*Work instruction:*
Send back the records in full, character for character.
Content starts
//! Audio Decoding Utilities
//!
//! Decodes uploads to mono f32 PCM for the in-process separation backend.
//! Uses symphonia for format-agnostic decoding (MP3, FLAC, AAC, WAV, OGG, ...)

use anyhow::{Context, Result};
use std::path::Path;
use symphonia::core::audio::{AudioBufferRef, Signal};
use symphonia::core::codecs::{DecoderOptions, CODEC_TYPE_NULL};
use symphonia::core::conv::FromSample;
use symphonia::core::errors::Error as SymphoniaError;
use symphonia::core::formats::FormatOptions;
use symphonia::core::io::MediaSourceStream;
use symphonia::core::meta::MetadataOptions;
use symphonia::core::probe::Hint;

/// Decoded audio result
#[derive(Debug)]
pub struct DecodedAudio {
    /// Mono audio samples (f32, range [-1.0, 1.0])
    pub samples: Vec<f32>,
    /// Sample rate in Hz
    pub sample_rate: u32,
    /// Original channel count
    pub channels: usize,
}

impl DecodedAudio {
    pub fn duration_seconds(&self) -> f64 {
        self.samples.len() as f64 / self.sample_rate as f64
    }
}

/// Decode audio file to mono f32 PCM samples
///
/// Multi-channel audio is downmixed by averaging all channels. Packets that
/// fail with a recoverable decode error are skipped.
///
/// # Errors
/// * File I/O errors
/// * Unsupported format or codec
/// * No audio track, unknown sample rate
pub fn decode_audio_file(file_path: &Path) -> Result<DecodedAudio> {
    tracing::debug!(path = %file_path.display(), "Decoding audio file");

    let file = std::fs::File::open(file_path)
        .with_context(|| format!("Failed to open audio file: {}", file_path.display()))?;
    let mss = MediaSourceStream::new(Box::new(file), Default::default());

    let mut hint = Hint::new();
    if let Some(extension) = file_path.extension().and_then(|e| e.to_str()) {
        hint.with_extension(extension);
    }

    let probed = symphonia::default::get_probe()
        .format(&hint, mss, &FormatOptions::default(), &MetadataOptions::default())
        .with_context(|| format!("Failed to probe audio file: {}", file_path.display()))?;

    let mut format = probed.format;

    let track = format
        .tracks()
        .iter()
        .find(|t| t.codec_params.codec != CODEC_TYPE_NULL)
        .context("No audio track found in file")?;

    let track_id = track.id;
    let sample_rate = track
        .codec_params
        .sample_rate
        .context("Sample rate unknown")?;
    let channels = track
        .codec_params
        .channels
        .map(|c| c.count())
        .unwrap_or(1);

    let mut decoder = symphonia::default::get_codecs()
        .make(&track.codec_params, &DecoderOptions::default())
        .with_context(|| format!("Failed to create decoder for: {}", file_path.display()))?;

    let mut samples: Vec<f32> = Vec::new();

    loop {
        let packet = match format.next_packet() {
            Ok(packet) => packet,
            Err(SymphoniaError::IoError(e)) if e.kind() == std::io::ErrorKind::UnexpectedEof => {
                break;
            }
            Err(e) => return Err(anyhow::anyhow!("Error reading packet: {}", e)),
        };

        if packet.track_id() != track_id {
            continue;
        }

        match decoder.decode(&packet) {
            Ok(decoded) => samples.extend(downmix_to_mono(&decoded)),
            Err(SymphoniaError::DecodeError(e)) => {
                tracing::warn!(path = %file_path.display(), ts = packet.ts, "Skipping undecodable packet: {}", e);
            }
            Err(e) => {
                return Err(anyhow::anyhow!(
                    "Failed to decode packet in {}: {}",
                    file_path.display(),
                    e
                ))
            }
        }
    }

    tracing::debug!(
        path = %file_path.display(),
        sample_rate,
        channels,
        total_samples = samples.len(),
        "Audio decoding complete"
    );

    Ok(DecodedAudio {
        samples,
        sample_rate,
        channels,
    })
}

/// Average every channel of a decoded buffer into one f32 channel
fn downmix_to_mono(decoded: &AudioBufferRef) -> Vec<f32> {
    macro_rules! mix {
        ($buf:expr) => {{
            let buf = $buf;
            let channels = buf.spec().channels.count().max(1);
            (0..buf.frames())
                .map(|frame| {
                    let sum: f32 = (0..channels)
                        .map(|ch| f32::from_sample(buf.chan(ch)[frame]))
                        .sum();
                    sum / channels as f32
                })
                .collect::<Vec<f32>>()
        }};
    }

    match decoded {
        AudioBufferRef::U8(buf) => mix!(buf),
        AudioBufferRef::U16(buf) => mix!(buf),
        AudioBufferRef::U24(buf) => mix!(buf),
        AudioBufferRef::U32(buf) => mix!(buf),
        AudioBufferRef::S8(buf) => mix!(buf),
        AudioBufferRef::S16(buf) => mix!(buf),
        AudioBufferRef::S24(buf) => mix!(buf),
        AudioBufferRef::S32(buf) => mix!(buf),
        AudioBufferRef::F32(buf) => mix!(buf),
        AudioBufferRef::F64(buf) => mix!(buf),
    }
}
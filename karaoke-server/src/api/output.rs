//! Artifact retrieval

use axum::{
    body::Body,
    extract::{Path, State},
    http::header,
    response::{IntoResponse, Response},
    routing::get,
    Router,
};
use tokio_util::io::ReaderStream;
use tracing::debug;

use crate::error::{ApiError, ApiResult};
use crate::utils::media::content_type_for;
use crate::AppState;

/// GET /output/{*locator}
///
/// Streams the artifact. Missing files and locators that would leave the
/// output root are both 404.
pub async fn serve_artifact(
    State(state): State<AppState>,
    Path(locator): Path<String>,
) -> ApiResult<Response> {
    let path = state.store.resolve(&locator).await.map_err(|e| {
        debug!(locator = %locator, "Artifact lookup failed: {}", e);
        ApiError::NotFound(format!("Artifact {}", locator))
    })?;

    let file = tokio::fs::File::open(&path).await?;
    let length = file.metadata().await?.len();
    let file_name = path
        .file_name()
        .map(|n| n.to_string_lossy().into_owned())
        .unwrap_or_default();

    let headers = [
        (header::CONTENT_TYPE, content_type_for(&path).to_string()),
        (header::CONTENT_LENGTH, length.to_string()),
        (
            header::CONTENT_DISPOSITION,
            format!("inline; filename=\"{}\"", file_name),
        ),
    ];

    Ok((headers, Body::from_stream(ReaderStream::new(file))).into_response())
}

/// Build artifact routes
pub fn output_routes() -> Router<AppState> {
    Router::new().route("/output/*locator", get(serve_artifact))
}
Content ends
*Exercise response:*
//! Audio Decoding Utilities
//!
//! Decodes uploads to mono f32 PCM for the in-process separation backend.
//! Uses symphonia for format-agnostic decoding (MP3, FLAC, AAC, WAV, OGG, ...)

use anyhow::{Context, Result};
use std::path::Path;
use symphonia::core::audio::{AudioBufferRef, Signal};
use symphonia::core::codecs::{DecoderOptions, CODEC_TYPE_NULL};
use symphonia::core::conv::FromSample;
use symphonia::core::errors::Error as SymphoniaError;
use symphonia::core::formats::FormatOptions;
use symphonia::core::io::MediaSourceStream;
use symphonia::core::meta::MetadataOptions;
use symphonia::core::probe::Hint;

/// Decoded audio result
#[derive(Debug)]
pub struct DecodedAudio {
    /// Mono audio samples (f32, range [-1.0, 1.0])
    pub samples: Vec<f32>,
    /// Sample rate in Hz
    pub sample_rate: u32,
    /// Original channel count
    pub channels: usize,
}

impl DecodedAudio {
    pub fn duration_seconds(&self) -> f64 {
        self.samples.len() as f64 / self.sample_rate as f64
    }
}

/// Decode audio file to mono f32 PCM samples
///
/// Multi-channel audio is downmixed by averaging all channels. Packets that
/// fail with a recoverable decode error are skipped.
///
/// # Errors
/// * File I/O errors
/// * Unsupported format or codec
/// * No audio track, unknown sample rate
pub fn decode_audio_file(file_path: &Path) -> Result<DecodedAudio> {
    tracing::debug!(path = %file_path.display(), "Decoding audio file");

    let file = std::fs::File::open(file_path)
        .with_context(|| format!("Failed to open audio file: {}", file_path.display()))?;
    let mss = MediaSourceStream::new(Box::new(file), Default::default());

    let mut hint = Hint::new();
    if let Some(extension) = file_path.extension().and_then(|e| e.to_str()) {
        hint.with_extension(extension);
    }

    let probed = symphonia::default::get_probe()
        .format(&hint, mss, &FormatOptions::default(), &MetadataOptions::default())
        .with_context(|| format!("Failed to probe audio file: {}", file_path.display()))?;

    let mut format = probed.format;

    let track = format
        .tracks()
        .iter()
        .find(|t| t.codec_params.codec != CODEC_TYPE_NULL)
        .context("No audio track found in file")?;

    let track_id = track.id;
    let sample_rate = track
        .codec_params
        .sample_rate
        .context("Sample rate unknown")?;
    let channels = track
        .codec_params
        .channels
        .map(|c| c.count())
        .unwrap_or(1);

    let mut decoder = symphonia::default::get_codecs()
        .make(&track.codec_params, &DecoderOptions::default())
        .with_context(|| format!("Failed to create decoder for: {}", file_path.display()))?;

    let mut samples: Vec<f32> = Vec::new();

    loop {
        let packet = match format.next_packet() {
            Ok(packet) => packet,
            Err(SymphoniaError::IoError(e)) if e.kind() == std::io::ErrorKind::UnexpectedEof => {
                break;
            }
            Err(e) => return Err(anyhow::anyhow!("Error reading packet: {}", e)),
        };

        if packet.track_id() != track_id {
            continue;
        }

        match decoder.decode(&packet) {
            Ok(decoded) => samples.extend(downmix_to_mono(&decoded)),
            Err(SymphoniaError::DecodeError(e)) => {
                tracing::warn!(path = %file_path.display(), ts = packet.ts, "Skipping undecodable packet: {}", e);
            }
            Err(e) => {
                return Err(anyhow::anyhow!(
                    "Failed to decode packet in {}: {}",
                    file_path.display(),
                    e
                ))
            }
        }
    }

    tracing::debug!(
        path = %file_path.display(),
        sample_rate,
        channels,
        total_samples = samples.len(),
        "Audio decoding complete"
    );

    Ok(DecodedAudio {
        samples,
        sample_rate,
        channels,
    })
}

/// Average every channel of a decoded buffer into one f32 channel
fn downmix_to_mono(decoded: &AudioBufferRef) -> Vec<f32> {
    macro_rules! mix {
        ($buf:expr) => {{
            let buf = $buf;
            let channels = buf.spec().channels.count().max(1);
            (0..buf.frames())
                .map(|frame| {
                    let sum: f32 = (0..channels)
                        .map(|ch| f32::from_sample(buf.chan(ch)[frame]))
                        .sum();
                    sum / channels as f32
                })
                .collect::<Vec<f32>>()
        }};
    }

    match decoded {
        AudioBufferRef::U8(buf) => mix!(buf),
        AudioBufferRef::U16(buf) => mix!(buf),
        AudioBufferRef::U24(buf) => mix!(buf),
        AudioBufferRef::U32(buf) => mix!(buf),
        AudioBufferRef::S8(buf) => mix!(buf),
        AudioBufferRef::S16(buf) => mix!(buf),
        AudioBufferRef::S24(buf) => mix!(buf),
        AudioBufferRef::S32(buf) => mix!(buf),
        AudioBufferRef::F32(buf) => mix!(buf),
        AudioBufferRef::F64(buf) => mix!(buf),
    }
}
filename karaoke-server/src/api/output.rs
//! Artifact retrieval

use axum::{
    body::Body,
    extract::{Path, State},
    http::header,
    response::{IntoResponse, Response},
    routing::get,
    Router,
};
use tokio_util::io::ReaderStream;
use tracing::debug;

use crate::error::{ApiError, ApiResult};
use crate::utils::media::content_type_for;
use crate::AppState;

/// GET /output/{*locator}
///
/// Streams the artifact. Missing files and locators that would leave the
/// output root are both 404.
pub async fn serve_artifact(
    State(state): State<AppState>,
    Path(locator): Path<String>,
) -> ApiResult<Response> {
    let path = state.store.resolve(&locator).await.map_err(|e| {
        debug!(locator = %locator, "Artifact lookup failed: {}", e);
        ApiError::NotFound(format!("Artifact {}", locator))
    })?;

    let file = tokio::fs::File::open(&path).await?;
    let length = file.metadata().await?.len();
    let file_name = path
        .file_name()
        .map(|n| n.to_string_lossy().into_owned())
        .unwrap_or_default();

    let headers = [
        (header::CONTENT_TYPE, content_type_for(&path).to_string()),
        (header::CONTENT_LENGTH, length.to_string()),
        (
            header::CONTENT_DISPOSITION,
            format!("inline; filename=\"{}\"", file_name),
        ),
    ];

    Ok((headers, Body::from_stream(ReaderStream::new(file))).into_response())
}

/// Build artifact routes
pub fn output_routes() -> Router<AppState> {
    Router::new().route("/output/*locator", get(serve_artifact))
}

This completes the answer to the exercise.